First, you need to find something to put the seeds (and dirt) in. I’m using egg cartons. You can also use terra cotta pots, milk jugs, peat pots, or those plastic containers you can get at Walmart. Really, anything is possible as long as it has some depth and a hole for water to drain forth.
Second, fill it with dirt. Go to any store, from Target to Tractor Supply to Kroger, and buy some seed starter. Interesting fact, this “starter” actually contains no soil. It’s better for the seeds; which is weird because don’t most seeds start in soil? (P.S. you can see I’ve punched a hole into the bottom of each egg cup.)
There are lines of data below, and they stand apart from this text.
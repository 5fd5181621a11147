use serde_json::json;
use storage::{KeyValueStore, MemoryStore};

use super::*;
use crate::test_support::{self, product, FakeBackend, Failure, Reply};

async fn favorites_service(
    kv: Arc<dyn KeyValueStore>,
) -> (FavoritesService, Arc<FakeBackend>) {
    let backend = FakeBackend::new();
    let session = test_support::session_for(&backend, Arc::clone(&kv), Some(7)).await;
    let store = Arc::new(LocalStore::<Favorite>::open(kv).await);
    let service = FavoritesService::new(
        Arc::clone(&backend) as Arc<dyn CommerceBackend>,
        session,
        store,
        test_support::status(),
        Duration::from_millis(300),
    );
    (service, backend)
}

#[tokio::test]
async fn toggle_round_trips_while_remote_reads_fail() {
    let kv: Arc<dyn KeyValueStore> = Arc::new(MemoryStore::new());
    let (favorites, backend) = favorites_service(kv).await;
    backend.respond("user_favorites", Reply::fail(Failure::Network));

    favorites.refresh().await.expect("refresh from cache");
    assert!(!favorites.is_favorite(ProductId(5)));

    let added = favorites
        .add(&product(5, "Lamp", 30.0))
        .expect("submit add")
        .settled()
        .await;
    assert!(added.is_committed());
    assert!(favorites.is_favorite(ProductId(5)));

    favorites.refresh().await.expect("refresh from cache");
    assert!(favorites.is_favorite(ProductId(5)));

    let removed = favorites
        .remove(ProductId(5))
        .expect("submit remove")
        .settled()
        .await;
    assert!(removed.is_committed());
    assert!(!favorites.is_favorite(ProductId(5)));

    favorites.refresh().await.expect("refresh from cache");
    assert!(!favorites.is_favorite(ProductId(5)));
    assert_eq!(backend.calls_to("user_favorites"), 3);
    assert_eq!(backend.calls_to("remove_favorite/7/5"), 1);
}

#[tokio::test]
async fn successful_read_replaces_cache() {
    let kv: Arc<dyn KeyValueStore> = Arc::new(MemoryStore::new());
    let (favorites, backend) = favorites_service(Arc::clone(&kv)).await;
    backend.script(
        "user_favorites",
        Reply::ok(json!([
            { "id": 40, "userId": 7, "productId": 9, "product": { "id": 9, "name": "Kettle", "price": 25 } },
            { "id": 41, "userId": 7, "productId": 9 }
        ])),
    );
    backend.script("user_favorites", Reply::fail(Failure::Timeout));

    let fresh = favorites.refresh().await.expect("remote refresh");
    assert_eq!(fresh.len(), 1);
    assert_eq!(fresh[0].id, Some(FavoriteId(40)));

    let cached = favorites.refresh().await.expect("cached refresh");
    assert_eq!(cached.len(), 1);
    assert_eq!(cached[0].product_id, ProductId(9));

    let reopened = LocalStore::<Favorite>::open(kv).await;
    assert_eq!(reopened.peek_next_id(), 41);
}

#[tokio::test]
async fn confirmed_favorite_takes_server_id() {
    let kv: Arc<dyn KeyValueStore> = Arc::new(MemoryStore::new());
    let (favorites, backend) = favorites_service(kv).await;
    backend.respond(
        "add_favorite",
        Reply::ok(json!({ "id": 900, "userId": 7, "productId": 5 })),
    );

    favorites
        .add(&product(5, "Lamp", 30.0))
        .expect("submit")
        .settled()
        .await;

    let current = favorites.favorites();
    assert_eq!(current[0].id, Some(FavoriteId(900)));
    assert_eq!(current[0].product.as_ref().map(|p| p.name.as_str()), Some("Lamp"));
    assert_eq!(
        backend.bodies("add_favorite"),
        vec![json!({ "userId": 7, "productId": 5 })]
    );
}

#[tokio::test]
async fn failed_add_is_rolled_back_and_not_cached() {
    let kv: Arc<dyn KeyValueStore> = Arc::new(MemoryStore::new());
    let (favorites, backend) = favorites_service(kv).await;
    backend.respond("add_favorite", Reply::fail(Failure::Rejected(409, "Already a favorite")));
    backend.respond("user_favorites", Reply::fail(Failure::Network));

    let outcome = favorites
        .add(&product(5, "Lamp", 30.0))
        .expect("submit")
        .settled()
        .await;
    assert!(!outcome.is_committed());
    assert!(!favorites.is_favorite(ProductId(5)));

    favorites.refresh().await.expect("cached refresh");
    assert!(favorites.favorites().is_empty());
}

#[tokio::test]
async fn duplicate_add_is_rejected_before_any_request() {
    let kv: Arc<dyn KeyValueStore> = Arc::new(MemoryStore::new());
    let (favorites, backend) = favorites_service(kv).await;
    let lamp = product(5, "Lamp", 30.0);
    favorites.add(&lamp).expect("first").settled().await;

    let err = favorites.add(&lamp).err().expect("duplicate");
    assert!(matches!(err, ClientError::ValidationFailure(_)));
    assert_eq!(backend.calls_to("add_favorite"), 1);
}

#[tokio::test(start_paused = true)]
async fn failed_add_does_not_undo_overlapping_add() {
    let kv: Arc<dyn KeyValueStore> = Arc::new(MemoryStore::new());
    let (favorites, backend) = favorites_service(kv).await;
    backend.script(
        "add_favorite",
        Reply::fail(Failure::Network).after(Duration::from_millis(100)),
    );
    backend.script(
        "add_favorite",
        Reply::ok(json!({ "id": 61, "userId": 7, "productId": 6 }))
            .after(Duration::from_millis(10)),
    );
    backend.respond("user_favorites", Reply::fail(Failure::Network));

    let first = favorites.add(&product(5, "Lamp", 30.0)).expect("submit first");
    let second = favorites.add(&product(6, "Rug", 45.0)).expect("submit second");

    assert!(second.settled().await.is_committed());
    assert!(!first.settled().await.is_committed());
    assert!(favorites.is_favorite(ProductId(6)));
    assert!(!favorites.is_favorite(ProductId(5)));
    assert_eq!(favorites.favorites()[0].id, Some(FavoriteId(61)));

    favorites.refresh().await.expect("cached refresh");
    assert!(favorites.is_favorite(ProductId(6)));
    assert!(!favorites.is_favorite(ProductId(5)));
}

#[tokio::test]
async fn failed_remove_restores_only_the_removed_entry() {
    let kv: Arc<dyn KeyValueStore> = Arc::new(MemoryStore::new());
    let (favorites, backend) = favorites_service(kv).await;
    favorites.add(&product(5, "Lamp", 30.0)).expect("add").settled().await;
    backend.respond("remove_favorite/7/5", Reply::fail(Failure::Rejected(500, "Try later")));

    let outcome = favorites
        .remove(ProductId(5))
        .expect("submit remove")
        .settled()
        .await;

    assert!(!outcome.is_committed());
    assert!(favorites.is_favorite(ProductId(5)));
    assert_eq!(favorites.favorites().len(), 1);
}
Next, add some seeds. Be sure to read the planting depth on the seed packet. Generally, larger seeds are planted deeper, so you wouldn’t want to plant a lettuce seed an inch into the soil. Once they’re covered with a carpet of soil, water them. I prefer using a spray bottle. It gets the “soaking” you need, without the insane water run-off. After all this, you’re almost there. Be sure to label your seeds! Growing a few different varieties at once, if they’re all some form of lettuce, can get confusing.
After seeding, after watering, after labeling, be sure to cover your containers with some clear plastic. We need to create a greenhouse effect here. Once the sprouts emerge, the plastic can be removed. Done and done. Go forth and plant. If the seeds don’t grow, you can always buy a few greenhouse plants in a few months!